I, standing twenty miles off, see a crimson cloud in the horizon. You tell me it is a mass of vapor which absorbs all other rays and reflects the red, but that is nothing to the purpose, for this red vision excites me, stirs my blood, makes my thoughts flow, and I have new and indescribable fancies, and you have not touched the secret of that influence. If there is not something mystical in your explanation, something inexplainable to the understanding, some elements of mystery, it is quite insufficient. If there is nothing in it which speaks to my imagination, what boots it? What sort of science is that which enriches the understanding, but robs the imagination?..... if we knew all things thus mechanically merely, should we know anything really?

--Henry David Thoreau, after watching a sunset, Christmas, 1851

Saturday, March 27, 2010

Knowing from the Inside - part 3

So last time I imagined a world in which there are hidden (to the senses) insides to everything. Every thing has an inner being or life. The Insiders, who are the inhabitants of this world, say that everything has a subjective existence and that this is what that thing really is. Knowing only the external aspects of something would tell you practically nothing of importance about it and, in fact, could be seriously misleading. So, if external appearances are not the way to really know something, like a tree, how do the Insiders get to know anything?

Well, in our scientific world we’re so used to knowing something by considering its outsides. In the case of the tree this means its appearance and the appearance and function of all the parts (cells etc.) of a tree if you were to take it apart. Science tries to know things by taking them apart and then looking at how they work – by function. We treat the tree as an object, which is nothing more than a collection of smaller objects (such as cells, molecules, and atoms.) But, in the Insiders world, this is not considered to be knowing the tree, because just as all of your cells don’t tell us about you as a subjective being, so the tree’s parts don’t tell us about the trees subjective being.

To know anything in the Insider’s world, you’d have to know it from the inside. You’d have to get to know its insides from your own insides – a kind of contact of insides would be needed – like a kind of empathy. In my imagination I see that this would be equivalent to treating a tree like a person. You would have to enter into a relationship with the tree. We all know that relationships are two way streets – the tree would have an impact on you, and you on it, and that impact would be felt on the inside – in feelings, thoughts, and intuitions.

For an Insider, when faced with a tree, they would have to assume that some of what is going on inside of them has to do with the tree. We could call this “subjective data” about the tree. Yes there would be sensory data revealing the outsides of the tree – they can see, hear and smell the tree - but there are also thoughts, ideas, feelings and intuitions arising. And just like getting to know a person is fraught with problems of projection – where you see something in them which is really a part of you – so it is with the tree. So the difficulty would lie in distinguishing real subjective data about the tree, from random thoughts and feelings going on in the Insider and relating more to say their difficult childhood than the tree. However, the Insiders have become very adept at this kind of distinction.
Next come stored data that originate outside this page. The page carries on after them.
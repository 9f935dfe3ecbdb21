pub mod types;
pub mod parser;
pub mod parsers;
pub mod tree;
pub mod branches;
pub mod linear;

// Format detection and normalization
pub use parser::{load_export, load_export_file, normalize, ExportFormat, ParsedExport};

// Branch graph
pub use branches::{detect_branches, BranchGraph, BranchPolicy};
pub use tree::{BranchWarning, MessageTree};

// Current-branch selection
pub use linear::{available_branches, select_linear, BranchSelection, ROOT_BRANCH_POINT};
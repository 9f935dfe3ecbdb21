//! Branch detection over a conversation's reply tree
//!
//! A message with more than one child is a branch point. One child continues
//! the parent's branch (the "main" continuation, chosen by [`BranchPolicy`]);
//! every other child opens a new branch one level deeper. Branch ids compound:
//! children forking off `main` get `branch-N`, forks inside `branch-N` get
//! `branch-N.M`, where N and M come from one counter shared by the whole
//! conversation so trailing numbers never repeat.

use std::collections::HashMap;

use serde::{Deserialize, Serialize};

use crate::domain::models::{BranchAnnotation, Message, MAIN_BRANCH};
use crate::shared::logging;

use super::tree::{BranchWarning, MessageTree};

/// Which child continues the parent's branch at a branch point
#[derive(Debug, Clone, Copy, PartialEq, Eq, Default, Serialize, Deserialize)]
#[serde(rename_all = "snake_case")]
pub enum BranchPolicy {
    /// First child in source order (the original reply)
    #[default]
    FirstCreated,
    /// Child with the latest timestamp (the latest edit/regeneration);
    /// ties and missing timestamps fall back to the later child in source order
    MostRecent,
}

impl std::str::FromStr for BranchPolicy {
    type Err = String;

    fn from_str(s: &str) -> Result<Self, Self::Err> {
        match s.to_lowercase().replace('-', "_").as_str() {
            "first_created" | "first" => Ok(BranchPolicy::FirstCreated),
            "most_recent" | "latest" => Ok(BranchPolicy::MostRecent),
            _ => Err(format!("Unknown branch policy: {}", s)),
        }
    }
}

impl BranchPolicy {
    /// Pick the continuing child among `candidates` (non-empty, source order)
    fn choose(&self, candidates: &[usize], messages: &[Message]) -> usize {
        match self {
            BranchPolicy::FirstCreated => candidates[0],
            BranchPolicy::MostRecent => {
                let mut best = candidates[0];
                for &idx in &candidates[1..] {
                    let current = messages[idx].timestamp.as_deref().unwrap_or("");
                    let leader = messages[best].timestamp.as_deref().unwrap_or("");
                    if current >= leader {
                        best = idx;
                    }
                }
                best
            }
        }
    }
}

/// Messages of one conversation annotated with their branch placement
#[derive(Debug, Clone)]
pub struct BranchGraph {
    messages: Vec<Message>,
    tree: MessageTree,
    /// Continuing child per message (None for leaves)
    main_child: Vec<Option<usize>>,
    /// First index of each uuid
    by_uuid: HashMap<String, usize>,
}

/// Annotate every message with `branch_id`, `branch_level`, `is_branch_point`
/// and `child_count`. The input is left untouched; previously attached
/// annotations are ignored.
pub fn detect_branches(messages: &[Message], policy: BranchPolicy) -> BranchGraph {
    let tree = MessageTree::build(messages);
    let n = messages.len();

    let mut annotations: Vec<Option<BranchAnnotation>> = vec![None; n];
    let mut main_child: Vec<Option<usize>> = vec![None; n];
    let mut next_branch = 1usize;
    let mut branch_points = 0usize;

    // Seed: one root continues "main", any other root opens its own branch
    let mut stack: Vec<(usize, String, u32)> = Vec::new();
    if !tree.roots.is_empty() {
        let main_root = policy.choose(&tree.roots, messages);
        let mut seeds = Vec::with_capacity(tree.roots.len());
        for &root in &tree.roots {
            if root == main_root {
                seeds.push((root, MAIN_BRANCH.to_string(), 0));
            } else {
                seeds.push((root, format!("root-{}", next_branch), 0));
                next_branch += 1;
            }
        }
        stack.extend(seeds.into_iter().rev());
    }

    while let Some((idx, branch_id, level)) = stack.pop() {
        let kids = &tree.children[idx];
        let is_branch_point = kids.len() > 1;

        let mut pushed = Vec::with_capacity(kids.len());
        if kids.len() == 1 {
            main_child[idx] = Some(kids[0]);
            pushed.push((kids[0], branch_id.clone(), level));
        } else if is_branch_point {
            branch_points += 1;
            let keep = policy.choose(kids, messages);
            main_child[idx] = Some(keep);
            for &child in kids {
                if child == keep {
                    pushed.push((child, branch_id.clone(), level));
                } else {
                    pushed.push((child, child_branch_id(&branch_id, next_branch), level + 1));
                    next_branch += 1;
                }
            }
        }

        annotations[idx] = Some(BranchAnnotation {
            branch_id,
            branch_level: level,
            is_branch_point,
            child_count: kids.len(),
        });
        stack.extend(pushed.into_iter().rev());
    }

    let annotated: Vec<Message> = messages
        .iter()
        .zip(annotations)
        .map(|(msg, annotation)| {
            let mut out = msg.clone();
            out.branch = annotation.unwrap_or_default();
            out
        })
        .collect();

    let mut by_uuid = HashMap::with_capacity(n);
    for (idx, msg) in annotated.iter().enumerate() {
        by_uuid.entry(msg.uuid.clone()).or_insert(idx);
    }

    let graph = BranchGraph { messages: annotated, tree, main_child, by_uuid };
    logging::log_branch_result(n, branch_points, graph.branch_ids().len());
    graph
}

fn child_branch_id(parent_branch: &str, ordinal: usize) -> String {
    if parent_branch == MAIN_BRANCH {
        format!("branch-{}", ordinal)
    } else {
        format!("{}.{}", parent_branch, ordinal)
    }
}

impl BranchGraph {
    /// Annotated messages in source order
    pub fn messages(&self) -> &[Message] {
        &self.messages
    }

    pub fn into_messages(self) -> Vec<Message> {
        self.messages
    }

    /// Anomalies repaired while building the graph (warning-level, never fatal)
    pub fn warnings(&self) -> &[BranchWarning] {
        &self.tree.warnings
    }

    pub fn tree(&self) -> &MessageTree {
        &self.tree
    }

    pub fn branch_points(&self) -> Vec<&Message> {
        self.messages.iter().filter(|m| m.branch.is_branch_point).collect()
    }

    /// Distinct branch ids in order of first appearance in the source list
    pub fn branch_ids(&self) -> Vec<String> {
        let mut ids: Vec<String> = Vec::new();
        for msg in &self.messages {
            if !ids.contains(&msg.branch.branch_id) {
                ids.push(msg.branch.branch_id.clone());
            }
        }
        ids
    }

    /// Children of a message, in source order
    pub fn children_of(&self, uuid: &str) -> Vec<&Message> {
        self.index_of(uuid)
            .map(|idx| self.tree.children[idx].iter().map(|&c| &self.messages[c]).collect())
            .unwrap_or_default()
    }

    /// The child continuing this message's branch, if any
    pub fn main_child_of(&self, uuid: &str) -> Option<&Message> {
        self.index_of(uuid)
            .and_then(|idx| self.main_child[idx])
            .map(|c| &self.messages[c])
    }

    /// Messages in depth-first traversal order (parents before children)
    pub fn traversal_order(&self) -> Vec<&Message> {
        self.tree.preorder().into_iter().map(|idx| &self.messages[idx]).collect()
    }

    /// Size of the subtree under `uuid`, the message itself included
    pub fn subtree_size(&self, uuid: &str) -> usize {
        self.index_of(uuid).map(|idx| self.tree.subtree_size(idx)).unwrap_or(0)
    }

    /// Branch ids reachable at a branch point, continuation first
    pub fn branches_at(&self, uuid: &str) -> Vec<String> {
        let Some(idx) = self.index_of(uuid) else {
            return Vec::new();
        };
        let mut ids = Vec::new();
        if let Some(main) = self.main_child[idx] {
            ids.push(self.messages[main].branch.branch_id.clone());
        }
        for &child in &self.tree.children[idx] {
            let id = &self.messages[child].branch.branch_id;
            if !ids.contains(id) {
                ids.push(id.clone());
            }
        }
        ids
    }

    fn index_of(&self, uuid: &str) -> Option<usize> {
        self.by_uuid.get(uuid).copied()
    }

    /// Count of messages per branch id
    pub fn branch_sizes(&self) -> HashMap<String, usize> {
        let mut sizes = HashMap::new();
        for msg in &self.messages {
            *sizes.entry(msg.branch.branch_id.clone()).or_insert(0) += 1;
        }
        sizes
    }
}

#[cfg(test)]
mod tests {
    use super::*;
    use crate::domain::models::Sender;

    fn make_msg(uuid: &str, parent: Option<&str>, ts: &str) -> Message {
        let sender = if uuid.starts_with('h') { Sender::Human } else { Sender::Assistant };
        let mut msg = Message::new(uuid, parent.map(String::from), sender, format!("text {}", uuid));
        msg.timestamp = Some(ts.to_string());
        msg
    }

    /// h1 -> a1 -> h2 -> a2
    ///              \-> h2b -> a2b
    ///                   \-> h2c
    fn make_forked() -> Vec<Message> {
        vec![
            make_msg("h1", None, "2025-01-01T10:00:00Z"),
            make_msg("a1", Some("h1"), "2025-01-01T10:00:01Z"),
            make_msg("h2", Some("a1"), "2025-01-01T10:00:02Z"),
            make_msg("a2", Some("h2"), "2025-01-01T10:00:03Z"),
            make_msg("h2b", Some("a1"), "2025-01-01T10:05:00Z"),
            make_msg("a2b", Some("h2b"), "2025-01-01T10:05:01Z"),
            make_msg("h2c", Some("a1"), "2025-01-01T10:06:00Z"),
        ]
    }

    fn branch_of<'a>(graph: &'a BranchGraph, uuid: &str) -> &'a BranchAnnotation {
        &graph.messages().iter().find(|m| m.uuid == uuid).unwrap().branch
    }

    #[test]
    fn test_linear_conversation_is_all_main() {
        let messages = vec![
            make_msg("h1", None, "1"),
            make_msg("a1", Some("h1"), "2"),
            make_msg("h2", Some("a1"), "3"),
        ];
        let graph = detect_branches(&messages, BranchPolicy::FirstCreated);

        for msg in graph.messages() {
            assert_eq!(msg.branch.branch_id, "main");
            assert_eq!(msg.branch.branch_level, 0);
            assert!(!msg.branch.is_branch_point);
        }
        assert!(graph.warnings().is_empty());
    }

    #[test]
    fn test_branch_point_first_created_policy() {
        let graph = detect_branches(&make_forked(), BranchPolicy::FirstCreated);

        let fork = branch_of(&graph, "a1");
        assert!(fork.is_branch_point);
        assert_eq!(fork.child_count, 3);

        assert_eq!(branch_of(&graph, "h2").branch_id, "main");
        assert_eq!(branch_of(&graph, "a2").branch_id, "main");
        assert_eq!(branch_of(&graph, "h2b").branch_id, "branch-1");
        assert_eq!(branch_of(&graph, "h2b").branch_level, 1);
        assert_eq!(branch_of(&graph, "a2b").branch_id, "branch-1");
        assert_eq!(branch_of(&graph, "h2c").branch_id, "branch-2");
        assert_eq!(graph.main_child_of("a1").unwrap().uuid, "h2");
    }

    #[test]
    fn test_branch_point_most_recent_policy() {
        let graph = detect_branches(&make_forked(), BranchPolicy::MostRecent);

        assert_eq!(branch_of(&graph, "h2c").branch_id, "main");
        assert_eq!(branch_of(&graph, "h2").branch_id, "branch-1");
        assert_eq!(branch_of(&graph, "a2").branch_id, "branch-1");
        assert_eq!(branch_of(&graph, "h2b").branch_id, "branch-2");
    }

    #[test]
    fn test_nested_branches_compound_ids() {
        let mut messages = make_forked();
        messages.push(make_msg("a2b-alt", Some("h2b"), "2025-01-01T10:07:00Z"));
        let graph = detect_branches(&messages, BranchPolicy::FirstCreated);

        let nested = branch_of(&graph, "a2b-alt");
        assert_eq!(nested.branch_id, "branch-1.3");
        assert_eq!(nested.branch_level, 2);
        assert!(branch_of(&graph, "h2b").is_branch_point);
    }

    #[test]
    fn test_rebranching_is_idempotent() {
        let first = detect_branches(&make_forked(), BranchPolicy::FirstCreated).into_messages();
        let second = detect_branches(&first, BranchPolicy::FirstCreated).into_messages();
        assert_eq!(first, second);
    }

    #[test]
    fn test_parent_precedes_child_in_traversal() {
        let graph = detect_branches(&make_forked(), BranchPolicy::FirstCreated);
        let order: Vec<&str> = graph.traversal_order().iter().map(|m| m.uuid.as_str()).collect();

        for msg in graph.messages() {
            if let Some(parent) = &msg.parent_uuid {
                let p = order.iter().position(|u| u == parent).unwrap();
                let c = order.iter().position(|u| *u == msg.uuid).unwrap();
                assert!(p < c, "{} should precede {}", parent, msg.uuid);
            }
        }
    }

    #[test]
    fn test_side_subtrees_cover_non_main_descendants() {
        let graph = detect_branches(&make_forked(), BranchPolicy::FirstCreated);
        for point in graph.branch_points() {
            let main = graph.main_child_of(&point.uuid).unwrap();
            let side: usize = graph
                .children_of(&point.uuid)
                .iter()
                .filter(|c| c.uuid != main.uuid)
                .map(|c| graph.subtree_size(&c.uuid))
                .sum();
            let total_below = graph.subtree_size(&point.uuid) - 1;
            let main_path = graph.subtree_size(&main.uuid);
            assert_eq!(side, total_below - main_path);
        }
    }

    #[test]
    fn test_orphans_get_own_branch() {
        let messages = vec![
            make_msg("h1", None, "1"),
            make_msg("a1", Some("h1"), "2"),
            make_msg("x1", Some("missing"), "3"),
        ];
        let graph = detect_branches(&messages, BranchPolicy::FirstCreated);

        assert_eq!(branch_of(&graph, "h1").branch_id, "main");
        assert_eq!(branch_of(&graph, "x1").branch_id, "root-1");
        assert_eq!(branch_of(&graph, "x1").branch_level, 0);
        assert_eq!(graph.warnings().len(), 1);
    }

    #[test]
    fn test_cycle_does_not_hang() {
        let messages = vec![
            make_msg("h1", Some("a1"), "1"),
            make_msg("a1", Some("h1"), "2"),
        ];
        let graph = detect_branches(&messages, BranchPolicy::FirstCreated);
        assert_eq!(graph.messages().len(), 2);
        assert!(graph.messages().iter().all(|m| m.branch.branch_id == "main"));
    }

    #[test]
    fn test_branches_at_lists_continuation_first() {
        let graph = detect_branches(&make_forked(), BranchPolicy::MostRecent);
        assert_eq!(graph.branches_at("a1"), vec!["main", "branch-1", "branch-2"]);
    }

    #[test]
    fn test_lookup_by_uuid_on_long_chain() {
        let mut messages = vec![make_msg("h0", None, "2025-01-01T10:00:00Z")];
        for i in 1..5_000 {
            let parent = format!("h{}", i - 1);
            messages.push(make_msg(&format!("h{}", i), Some(&parent), "2025-01-01T10:00:00Z"));
        }
        let graph = detect_branches(&messages, BranchPolicy::FirstCreated);

        assert_eq!(graph.main_child_of("h0").map(|m| m.uuid.as_str()), Some("h1"));
        assert_eq!(graph.main_child_of("h4998").map(|m| m.uuid.as_str()), Some("h4999"));
        assert!(graph.main_child_of("h4999").is_none());
        assert_eq!(graph.subtree_size("h4990"), 10);
        assert_eq!(graph.subtree_size("missing"), 0);
        assert!(graph.children_of("missing").is_empty());
    }

    #[test]
    fn test_duplicate_uuid_resolves_to_first() {
        let mut messages = make_forked();
        messages.push(make_msg("a1", None, "2025-01-01T11:00:00Z"));
        let graph = detect_branches(&messages, BranchPolicy::FirstCreated);
        let children: Vec<&str> = graph.children_of("a1").iter().map(|m| m.uuid.as_str()).collect();
        assert_eq!(children, vec!["h2", "h2b", "h2c"]);
    }
}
In fact, the more you think about this, the more you realize that it goes much further than this – it would have to. If we assume that inner contact is possible (or even unavoidable), it’s not clear that anything that arose inside the Insiders could be entirely unrelated to what’s around them. The Insiders are constantly in inner touch (in relationship) with their environment and who is around them (and everything is a who not a what). In fact, they see that all of their experience is arising in the context of a living inner relationship with others. Insides are constantly making contact and interacting with other insides. They experience that they’re not really separate from each another or any thing. In their inner world, nothing arises in a vacuum – in a separately exiting self. It is a world of connectivity and process.

The Insiders have a worldview in which the fundamental element is relationship - they see themselves as embedded in a web of inner connections and knowing. In the scientific worldview (of the Outsiders), the fundamental elements of the universe are static and separate objects, but to the Insiders this is just an appearance and not a reality. Since relationship is a dynamic quality - relationships are constantly changing and evolving - the Insiders universe is dynamic. It is a universe of process – constantly arising, constantly evolving, constantly becoming.

The inhabitants of this imaginary world still use science and its discoveries – it’s not like they deny that outsides exist and are useful, they just don’t treat science as a primary way of knowing. Without being tempered by the inner knowing, science is seen to be highly dangerous to the individual, others, and the environment in general.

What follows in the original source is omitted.